**ASSIGNMENT:** Set all the entries down again, unaltered.

**Collected data:**
━━━━
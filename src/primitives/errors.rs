//! Error types for RBF forecasting operations.
//!
//! ## Purpose
//!
//! This module defines the error conditions that can occur while fitting a
//! radial basis function model and producing a forecast: input validation,
//! parameter constraints, degenerate data and numerical failures.
//!
//! ## Design notes
//!
//! * **Contextual**: Errors include the offending values (got vs. required).
//! * **Deferred**: Builder misuse is recorded and reported by `build()`.
//! * **No-std**: Supports `no_std` environments by using `alloc` for messages.
//! * **Trait Implementation**: Implements `Display` and `std::error::Error` (when `std` is enabled).
//!
//! ## Key concepts
//!
//! 1. **Input validation**: Empty series, non-finite values, constant series.
//! 2. **Parameter validation**: Embedding window, horizon, center count, insample size.
//! 3. **Numerical failures**: Singular normal equations, non-finite model output.
//!
//! ## Invariants
//!
//! * Every failure is terminal for the call that produced it; nothing is retried.
//! * Error messages are consistent in tone and formatting.
//!
//! ## Non-goals
//!
//! * This module does not perform the validation logic itself.
//! * This module does not provide error recovery (see the online adapter's fallback policy).

// Feature-gated imports
#[cfg(not(feature = "std"))]
use alloc::string::String;
#[cfg(feature = "std")]
use std::error::Error;
#[cfg(feature = "std")]
use std::string::String;

// External dependencies
use core::fmt::{Display, Formatter, Result};

// ============================================================================
// Error Type
// ============================================================================

/// Error type for RBF forecasting operations.
#[derive(Debug, Clone, PartialEq)]
pub enum RbfError {
    /// The input series is empty.
    EmptyInput,

    /// Input data contains NaN or infinite values.
    InvalidNumericValue(String),

    /// All values of the series are identical, so it cannot be rescaled.
    DegenerateInput {
        /// Smallest value of the series.
        min: f64,
        /// Largest value of the series.
        max: f64,
    },

    /// Embedding dimension must be at least 1.
    InvalidDimension(usize),

    /// Embedding delay must be at least 1.
    InvalidDelay(usize),

    /// Forecast horizon must be at least 1.
    InvalidStep(usize),

    /// At least two centers are required.
    InvalidCenters(usize),

    /// The series is shorter than one embedding window plus the forecast horizon.
    TooFewPoints {
        /// Number of points provided.
        got: usize,
        /// Minimum required points.
        min: usize,
    },

    /// The insample prefix leaves no training pair.
    InvalidInsample {
        /// Effective insample length (after clamping to the series length).
        got: usize,
        /// Minimum insample length for one training pair.
        min: usize,
    },

    /// Window capacity is too small for the requested embedding.
    InvalidWindowCapacity {
        /// The window capacity provided.
        got: usize,
        /// Minimum required window capacity.
        min: usize,
    },

    /// Minimum points must cover one training pair and fit in the window.
    InvalidMinPoints {
        /// The min_points provided.
        got: usize,
        /// Smallest series the embedding can be fit on.
        min: usize,
        /// The window capacity.
        window_capacity: usize,
    },

    /// Parameter was set multiple times in the builder.
    DuplicateParameter {
        /// Name of the parameter that was set multiple times.
        parameter: &'static str,
    },

    /// The normal equations cannot be solved (coincident centers or a degenerate bandwidth).
    SingularSystem {
        /// Order of the linear system (centers + 1).
        size: usize,
    },

    /// The fitted model produced non-finite coefficients or a non-finite forecast.
    NumericDegeneracy(String),
}

impl RbfError {
    /// Whether this error belongs to the invalid-parameter family.
    ///
    /// These are detected before any heavy computation takes place.
    pub fn is_invalid_parameter(&self) -> bool {
        matches!(
            self,
            Self::InvalidDimension(_)
                | Self::InvalidDelay(_)
                | Self::InvalidStep(_)
                | Self::InvalidCenters(_)
                | Self::TooFewPoints { .. }
                | Self::InvalidInsample { .. }
                | Self::InvalidWindowCapacity { .. }
                | Self::InvalidMinPoints { .. }
                | Self::DuplicateParameter { .. }
        )
    }
}

// ============================================================================
// Display Implementation
// ============================================================================

impl Display for RbfError {
    fn fmt(&self, f: &mut Formatter<'_>) -> Result {
        match self {
            Self::EmptyInput => write!(f, "Input series is empty"),
            Self::InvalidNumericValue(s) => write!(f, "Invalid numeric value: {s}"),
            Self::DegenerateInput { min, max } => write!(
                f,
                "Degenerate input: data ranges from {min} to {max}, it makes no sense to continue"
            ),
            Self::InvalidDimension(dim) => {
                write!(f, "Invalid embedding dimension: {dim} (must be >= 1)")
            }
            Self::InvalidDelay(delay) => write!(f, "Invalid delay: {delay} (must be >= 1)"),
            Self::InvalidStep(step) => write!(f, "Invalid step: {step} (must be >= 1)"),
            Self::InvalidCenters(centers) => {
                write!(f, "Invalid number of centers: {centers} (must be >= 2)")
            }
            Self::TooFewPoints { got, min } => {
                write!(f, "Too few points: got {got}, need at least {min}")
            }
            Self::InvalidInsample { got, min } => {
                write!(f, "Invalid insample: {got} (must be at least {min})")
            }
            Self::InvalidWindowCapacity { got, min } => {
                write!(f, "Invalid window_capacity: {got} (must be at least {min})")
            }
            Self::InvalidMinPoints {
                got,
                min,
                window_capacity,
            } => {
                write!(
                    f,
                    "Invalid min_points: {got} (must be between {min} and window_capacity {window_capacity})"
                )
            }
            Self::DuplicateParameter { parameter } => {
                write!(
                    f,
                    "Parameter '{parameter}' was set multiple times. Each parameter can only be configured once."
                )
            }
            Self::SingularSystem { size } => {
                write!(f, "Singular system: the {size}x{size} normal equations have no unique solution")
            }
            Self::NumericDegeneracy(s) => write!(f, "Numeric degeneracy: {s}"),
        }
    }
}

// ============================================================================
// Standard Error Trait
// ============================================================================

#[cfg(feature = "std")]
impl Error for RbfError {}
━━━━
**EXPECTED ANSWER:**
filename src/primitives/errors.rs
//! Error types for RBF forecasting operations.
//!
//! ## Purpose
//!
//! This module defines the error conditions that can occur while fitting a
//! radial basis function model and producing a forecast: input validation,
//! parameter constraints, degenerate data and numerical failures.
//!
//! ## Design notes
//!
//! * **Contextual**: Errors include the offending values (got vs. required).
//! * **Deferred**: Builder misuse is recorded and reported by `build()`.
//! * **No-std**: Supports `no_std` environments by using `alloc` for messages.
//! * **Trait Implementation**: Implements `Display` and `std::error::Error` (when `std` is enabled).
//!
//! ## Key concepts
//!
//! 1. **Input validation**: Empty series, non-finite values, constant series.
//! 2. **Parameter validation**: Embedding window, horizon, center count, insample size.
//! 3. **Numerical failures**: Singular normal equations, non-finite model output.
//!
//! ## Invariants
//!
//! * Every failure is terminal for the call that produced it; nothing is retried.
//! * Error messages are consistent in tone and formatting.
//!
//! ## Non-goals
//!
//! * This module does not perform the validation logic itself.
//! * This module does not provide error recovery (see the online adapter's fallback policy).

// Feature-gated imports
#[cfg(not(feature = "std"))]
use alloc::string::String;
#[cfg(feature = "std")]
use std::error::Error;
#[cfg(feature = "std")]
use std::string::String;

// External dependencies
use core::fmt::{Display, Formatter, Result};

// ============================================================================
// Error Type
// ============================================================================

/// Error type for RBF forecasting operations.
#[derive(Debug, Clone, PartialEq)]
pub enum RbfError {
    /// The input series is empty.
    EmptyInput,

    /// Input data contains NaN or infinite values.
    InvalidNumericValue(String),

    /// All values of the series are identical, so it cannot be rescaled.
    DegenerateInput {
        /// Smallest value of the series.
        min: f64,
        /// Largest value of the series.
        max: f64,
    },

    /// Embedding dimension must be at least 1.
    InvalidDimension(usize),

    /// Embedding delay must be at least 1.
    InvalidDelay(usize),

    /// Forecast horizon must be at least 1.
    InvalidStep(usize),

    /// At least two centers are required.
    InvalidCenters(usize),

    /// The series is shorter than one embedding window plus the forecast horizon.
    TooFewPoints {
        /// Number of points provided.
        got: usize,
        /// Minimum required points.
        min: usize,
    },

    /// The insample prefix leaves no training pair.
    InvalidInsample {
        /// Effective insample length (after clamping to the series length).
        got: usize,
        /// Minimum insample length for one training pair.
        min: usize,
    },

    /// Window capacity is too small for the requested embedding.
    InvalidWindowCapacity {
        /// The window capacity provided.
        got: usize,
        /// Minimum required window capacity.
        min: usize,
    },

    /// Minimum points must cover one training pair and fit in the window.
    InvalidMinPoints {
        /// The min_points provided.
        got: usize,
        /// Smallest series the embedding can be fit on.
        min: usize,
        /// The window capacity.
        window_capacity: usize,
    },

    /// Parameter was set multiple times in the builder.
    DuplicateParameter {
        /// Name of the parameter that was set multiple times.
        parameter: &'static str,
    },

    /// The normal equations cannot be solved (coincident centers or a degenerate bandwidth).
    SingularSystem {
        /// Order of the linear system (centers + 1).
        size: usize,
    },

    /// The fitted model produced non-finite coefficients or a non-finite forecast.
    NumericDegeneracy(String),
}

impl RbfError {
    /// Whether this error belongs to the invalid-parameter family.
    ///
    /// These are detected before any heavy computation takes place.
    pub fn is_invalid_parameter(&self) -> bool {
        matches!(
            self,
            Self::InvalidDimension(_)
                | Self::InvalidDelay(_)
                | Self::InvalidStep(_)
                | Self::InvalidCenters(_)
                | Self::TooFewPoints { .. }
                | Self::InvalidInsample { .. }
                | Self::InvalidWindowCapacity { .. }
                | Self::InvalidMinPoints { .. }
                | Self::DuplicateParameter { .. }
        )
    }
}

// ============================================================================
// Display Implementation
// ============================================================================

impl Display for RbfError {
    fn fmt(&self, f: &mut Formatter<'_>) -> Result {
        match self {
            Self::EmptyInput => write!(f, "Input series is empty"),
            Self::InvalidNumericValue(s) => write!(f, "Invalid numeric value: {s}"),
            Self::DegenerateInput { min, max } => write!(
                f,
                "Degenerate input: data ranges from {min} to {max}, it makes no sense to continue"
            ),
            Self::InvalidDimension(dim) => {
                write!(f, "Invalid embedding dimension: {dim} (must be >= 1)")
            }
            Self::InvalidDelay(delay) => write!(f, "Invalid delay: {delay} (must be >= 1)"),
            Self::InvalidStep(step) => write!(f, "Invalid step: {step} (must be >= 1)"),
            Self::InvalidCenters(centers) => {
                write!(f, "Invalid number of centers: {centers} (must be >= 2)")
            }
            Self::TooFewPoints { got, min } => {
                write!(f, "Too few points: got {got}, need at least {min}")
            }
            Self::InvalidInsample { got, min } => {
                write!(f, "Invalid insample: {got} (must be at least {min})")
            }
            Self::InvalidWindowCapacity { got, min } => {
                write!(f, "Invalid window_capacity: {got} (must be at least {min})")
            }
            Self::InvalidMinPoints {
                got,
                min,
                window_capacity,
            } => {
                write!(
                    f,
                    "Invalid min_points: {got} (must be between {min} and window_capacity {window_capacity})"
                )
            }
            Self::DuplicateParameter { parameter } => {
                write!(
                    f,
                    "Parameter '{parameter}' was set multiple times. Each parameter can only be configured once."
                )
            }
            Self::SingularSystem { size } => {
                write!(f, "Singular system: the {size}x{size} normal equations have no unique solution")
            }
            Self::NumericDegeneracy(s) => write!(f, "Numeric degeneracy: {s}"),
        }
    }
}

// ============================================================================
// Standard Error Trait
// ============================================================================

#[cfg(feature = "std")]
impl Error for RbfError {}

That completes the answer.